***** Input data *****

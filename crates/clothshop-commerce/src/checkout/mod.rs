//! Checkout module.
//!
//! Contains the checkout payload, the server's reply, the outcome shown to
//! the shopper, and order history rows.

mod order;
mod outcome;
mod request;

pub use order::OrderSummary;
pub use outcome::CheckoutOutcome;
pub use request::{CheckoutRequest, CheckoutResponse, DEFAULT_PAYMENT};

*****

What you are asked to do: Reproduce all of the entries word for word.

Result of this exercise:
filename crates/clothshop-commerce/src/checkout/mod.rs
//! Checkout module.
//!
//! Contains the checkout payload, the server's reply, the outcome shown to
//! the shopper, and order history rows.

mod order;
mod outcome;
mod request;

pub use order::OrderSummary;
pub use outcome::CheckoutOutcome;
pub use request::{CheckoutRequest, CheckoutResponse, DEFAULT_PAYMENT};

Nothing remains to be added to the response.